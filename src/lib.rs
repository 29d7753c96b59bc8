// SPDX-License-Identifier: AGPL-3.0-or-later
//
// rrdkit
// Structural editing of round-robin database files: add and remove columns,
// linearize archives, replace the destination atomically.

pub mod commit;
pub mod config;
pub mod daemon;
pub mod dsdef;
pub mod error;
pub mod format;
pub mod matrix;
pub mod modify;
pub mod plan;
pub mod rebuild;
pub mod transcode;

pub use crate::commit::Destination;
pub use crate::config::ModifyOptions;
pub use crate::daemon::{CacheDaemon, DaemonClient, NoDaemon};
pub use crate::error::{ModifyError, Result};
pub use crate::format::{Rrd, RrdSchema};
pub use crate::modify::{modify_file, run, transform, ModifyRequest, ModifySummary};
pub use crate::plan::{ColumnOp, ColumnPlan};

::::::::

_What the task requires_
From the data above, pick out each line containing "crate" and copy it.

_Written solution_
pub use crate::commit::Destination;
pub use crate::config::ModifyOptions;
pub use crate::daemon::{CacheDaemon, DaemonClient, NoDaemon};
pub use crate::error::{ModifyError, Result};
pub use crate::format::{Rrd, RrdSchema};
pub use crate::modify::{modify_file, run, transform, ModifyRequest, ModifySummary};
pub use crate::plan::{ColumnOp, ColumnPlan};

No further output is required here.